> Instructions to follow:
Your task is to find every line in the records that holds the string "ActionFailure" and copy it.
[Opening Records to process section]
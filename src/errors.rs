use thiserror::Error; // Use thiserror for cleaner error definitions
use uuid::Uuid;

// --- Collaborator Errors ---

#[derive(Error, Debug)]
pub enum RepoError {
    #[error("Meme not found with ID: {0}")]
    NotFound(Uuid),

    #[error("Meme already exists with ID: {0}")]
    Duplicate(Uuid),

    #[error("Stored item could not be parsed: {0}")]
    DataCorruption(String),

    #[error("Database backend error: {0}")]
    BackendError(#[from] anyhow::Error), // Wrap Anyhow errors from DB layer
}

#[derive(Error, Debug)]
pub enum StorageError {
    #[error("File upload failed: {0}")]
    UploadFailed(String),

    #[error("Storage backend error: {0}")]
    BackendError(#[from] anyhow::Error), // Wrap Anyhow errors from Storage layer
}

#[derive(Error, Debug)]
pub enum GenerationError {
    #[error("Text generation request failed: {0}")]
    Request(#[from] reqwest::Error),

    #[error("Text generation service returned {status}: {body}")]
    Status { status: u16, body: String },

    #[error("Text generation returned no content")]
    EmptyCompletion,
}

#[derive(Error, Debug)]
pub enum FetchError {
    #[error("Download request failed: {0}")]
    Request(#[from] reqwest::Error),

    #[error("Download of {url} returned HTTP {status}")]
    Status { url: String, status: u16 },

    #[error("Cannot derive a file name from URL: {0}")]
    NoFileName(String),
}

// --- Batch Errors ---

/// A failure to obtain the source or destination enumeration. Always fatal to the run.
#[derive(Error, Debug)]
pub enum SyncError {
    #[error("Cannot enumerate {what}: {cause}")]
    SourceEnumeration {
        what: String,
        #[source]
        cause: anyhow::Error,
    },
}

impl SyncError {
    pub fn enumeration(what: impl Into<String>, cause: impl Into<anyhow::Error>) -> Self {
        SyncError::SourceEnumeration {
            what: what.into(),
            cause: cause.into(),
        }
    }

    /// Short name of the underlying failure, reported alongside the message.
    pub fn kind(&self) -> &'static str {
        match self {
            SyncError::SourceEnumeration { cause, .. } => {
                if cause.downcast_ref::<StorageError>().is_some() {
                    "StorageError"
                } else if cause.downcast_ref::<RepoError>().is_some() {
                    "RepoError"
                } else if cause.downcast_ref::<std::io::Error>().is_some() {
                    "IoError"
                } else {
                    "Other"
                }
            }
        }
    }
}

/// A failure of the corrective action for one item. Recorded and skipped over.
#[derive(Error, Debug)]
#[error("{key}: {cause}")]
pub struct ActionError {
    pub key: String,
    #[source]
    pub cause: ActionFailure,
}

impl ActionError {
    pub fn new(key: impl Into<String>, cause: impl Into<ActionFailure>) -> Self {
        ActionError {
            key: key.into(),
            cause: cause.into(),
        }
    }

    /// True when the failure left an object in storage without a matching row.
    pub fn is_orphaned(&self) -> bool {
        matches!(self.cause, ActionFailure::Orphaned { .. })
    }
}

#[derive(Error, Debug)]
pub enum ActionFailure {
    #[error("object storage: {0}")]
    Storage(#[from] StorageError),

    #[error("table: {0}")]
    Repository(#[from] RepoError),

    #[error("{0}")]
    Fetch(#[from] FetchError),

    #[error("local file: {0}")]
    Io(#[from] std::io::Error),

    #[error("row insert failed after upload, object removed again: {0}")]
    RolledBack(#[source] RepoError),

    #[error("row insert failed after upload ({insert}) and object '{storage_path}' could not be removed ({cleanup})")]
    Orphaned {
        storage_path: String,
        #[source]
        insert: RepoError,
        cleanup: StorageError,
    },
}

// --- Application Error ---

#[derive(Error, Debug)]
pub enum AppError {
    #[error("Configuration error: {0}")]
    ConfigError(#[from] crate::config::ConfigError),

    #[error("Initialization error: {0}")]
    InitError(String),

    #[error(transparent)]
    Sync(#[from] SyncError),

    #[error("Could not perform file storage operation: {0}")]
    StorageError(#[from] StorageError),

    #[error("IO error: {0}")]
    IoError(#[from] std::io::Error),
}

impl From<aws_smithy_types::error::operation::BuildError> for AppError {
    fn from(err: aws_smithy_types::error::operation::BuildError) -> Self {
        AppError::InitError(format!("Failed to build AWS request: {}", err))
    }
}
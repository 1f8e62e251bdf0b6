use crate::{
    domain::FileStorage,
    errors::StorageError,
    models::FALLBACK_MIME_TYPE,
};
use anyhow::Context;
use async_trait::async_trait;
use aws_sdk_s3::{
    primitives::ByteStream,
    Client as S3Client,
};
use reqwest::Url;
use tracing;

/// Marker objects some S3-compatible stores create for empty folders.
const PLACEHOLDER_KEYS: [&str; 1] = [".emptyFolderPlaceholder"];

#[derive(Debug, Clone)]
pub struct S3FileStorage {
    client: S3Client,
    bucket_name: String,
    url_base: String,
}

impl S3FileStorage {
    pub fn new(client: S3Client, bucket_name: String, url_base: String) -> Self {
        tracing::info!(bucket = %bucket_name, %url_base, "Initializing S3FileStorage");
        Self { client, bucket_name, url_base }
    }
}

/// Picks the prefix public object URLs are built from.
///
/// An explicit base wins; otherwise an endpoint override is addressed path-style,
/// and plain AWS falls back to the virtual-hosted bucket URL.
pub fn public_url_base(
    explicit_base: Option<&str>,
    endpoint: Option<&str>,
    region: &str,
    bucket: &str,
) -> String {
    match (explicit_base, endpoint) {
        (Some(base), _) => base.trim_end_matches('/').to_string(),
        (None, Some(endpoint)) => format!("{}/{}", endpoint.trim_end_matches('/'), bucket),
        (None, None) => format!("https://{}.s3.{}.amazonaws.com", bucket, region),
    }
}

/// Joins an object key onto the URL base, percent-encoding each path segment.
pub fn object_url(base: &str, key: &str) -> String {
    match Url::parse(base) {
        Ok(mut url) if !url.cannot_be_a_base() => {
            if let Ok(mut segments) = url.path_segments_mut() {
                segments.pop_if_empty().extend(key.split('/'));
            }
            url.to_string()
        }
        _ => format!("{}/{}", base, key),
    }
}

fn is_listable_key(key: &str) -> bool {
    !key.ends_with('/') && !PLACEHOLDER_KEYS.iter().any(|p| key.ends_with(p))
}

#[async_trait]
impl FileStorage for S3FileStorage {
    /// Lists object keys with ListObjectsV2. Handles pagination.
    async fn list(&self) -> Result<Vec<String>, StorageError> {
        tracing::debug!(bucket = %self.bucket_name, "S3: Listing objects");
        let mut keys = Vec::new();
        let mut continuation_token: Option<String> = None;

        loop {
            let resp = self
                .client
                .list_objects_v2()
                .bucket(&self.bucket_name)
                .set_continuation_token(continuation_token.take())
                .send()
                .await
                .context(format!("S3: Failed to list bucket '{}'", self.bucket_name))?;

            keys.extend(
                resp.contents()
                    .iter()
                    .filter_map(|object| object.key())
                    .filter(|key| is_listable_key(key))
                    .map(str::to_string),
            );

            match resp.next_continuation_token() {
                Some(token) if resp.is_truncated().unwrap_or(false) => {
                    tracing::debug!(bucket = %self.bucket_name, "S3: Continuing listing with next token...");
                    continuation_token = Some(token.to_string());
                }
                _ => break,
            }
        }

        tracing::info!(bucket = %self.bucket_name, "S3: Listed {} objects", keys.len());
        Ok(keys)
    }

    /// Uploads data to S3 using PutObject. Sets Content-Type.
    async fn upload(&self, key: &str, data: Vec<u8>, content_type: Option<String>) -> Result<(), StorageError> {
        let content_type = content_type.unwrap_or_else(|| FALLBACK_MIME_TYPE.to_string());
        tracing::debug!(s3_key = %key, bucket = %self.bucket_name, %content_type, "S3: Uploading file");

        self.client
            .put_object()
            .bucket(&self.bucket_name)
            .key(key)
            .body(ByteStream::from(data))
            .content_type(content_type)
            .send()
            .await
            .context(format!("S3: Failed to upload object with key '{}'", key))
            .map_err(|e| StorageError::UploadFailed(format!("{:#}", e)))?;

        tracing::debug!(s3_key = %key, bucket = %self.bucket_name, "S3: Upload successful");
        Ok(())
    }

    /// Deletes an object from S3 using DeleteObject.
    async fn delete(&self, key: &str) -> Result<(), StorageError> {
        tracing::debug!(s3_key = %key, bucket = %self.bucket_name, "S3: Deleting object");

        self.client
            .delete_object()
            .bucket(&self.bucket_name)
            .key(key)
            .send()
            .await
            .map_err(|sdk_err| {
                tracing::error!(s3_key = %key, bucket = %self.bucket_name, error = %sdk_err, "S3: Error deleting object");
                StorageError::BackendError(anyhow::Error::new(sdk_err).context(format!("S3: Failed to delete object with key '{}'", key)))
            })?;

        tracing::debug!(s3_key = %key, bucket = %self.bucket_name, "S3: Delete request successful");
        Ok(())
    }

    fn public_url(&self, key: &str) -> String {
        object_url(&self.url_base, key)
    }
}

#[cfg(test)]
mod tests {
    use super::*;

    #[test]
    fn explicit_base_wins_and_loses_trailing_slash() {
        let base = public_url_base(
            Some("https://xyz.supabase.co/storage/v1/object/public/memes/"),
            Some("http://localhost:4566"),
            "us-east-1",
            "memes",
        );
        assert_eq!(base, "https://xyz.supabase.co/storage/v1/object/public/memes");
    }

    #[test]
    fn endpoint_override_is_path_style() {
        let base = public_url_base(None, Some("http://localhost:4566/"), "us-east-1", "memes");
        assert_eq!(base, "http://localhost:4566/memes");
    }

    #[test]
    fn aws_default_is_virtual_hosted() {
        let base = public_url_base(None, None, "ca-central-1", "memes");
        assert_eq!(base, "https://memes.s3.ca-central-1.amazonaws.com");
    }

    #[test]
    fn object_urls_encode_the_key() {
        assert_eq!(
            object_url("https://cdn.test/memes", "my meme.jpg"),
            "https://cdn.test/memes/my%20meme.jpg"
        );
        assert_eq!(
            object_url("http://localhost:4566/memes", "nested/doge#1.png"),
            "http://localhost:4566/memes/nested/doge%231.png"
        );
        assert_eq!(
            object_url("https://memes.s3.ca-central-1.amazonaws.com", "doge.jpg"),
            "https://memes.s3.ca-central-1.amazonaws.com/doge.jpg"
        );
    }

    #[test]
    fn folder_markers_are_not_listed() {
        assert!(is_listable_key("doge.jpg"));
        assert!(!is_listable_key("nested/"));
        assert!(!is_listable_key(".emptyFolderPlaceholder"));
        assert!(!is_listable_key("nested/.emptyFolderPlaceholder"));
    }
}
[Closing Records to process section]
> Response to this task:
    pub cause: ActionFailure,
    pub fn new(key: impl Into<String>, cause: impl Into<ActionFailure>) -> Self {
        matches!(self.cause, ActionFailure::Orphaned { .. })
pub enum ActionFailure {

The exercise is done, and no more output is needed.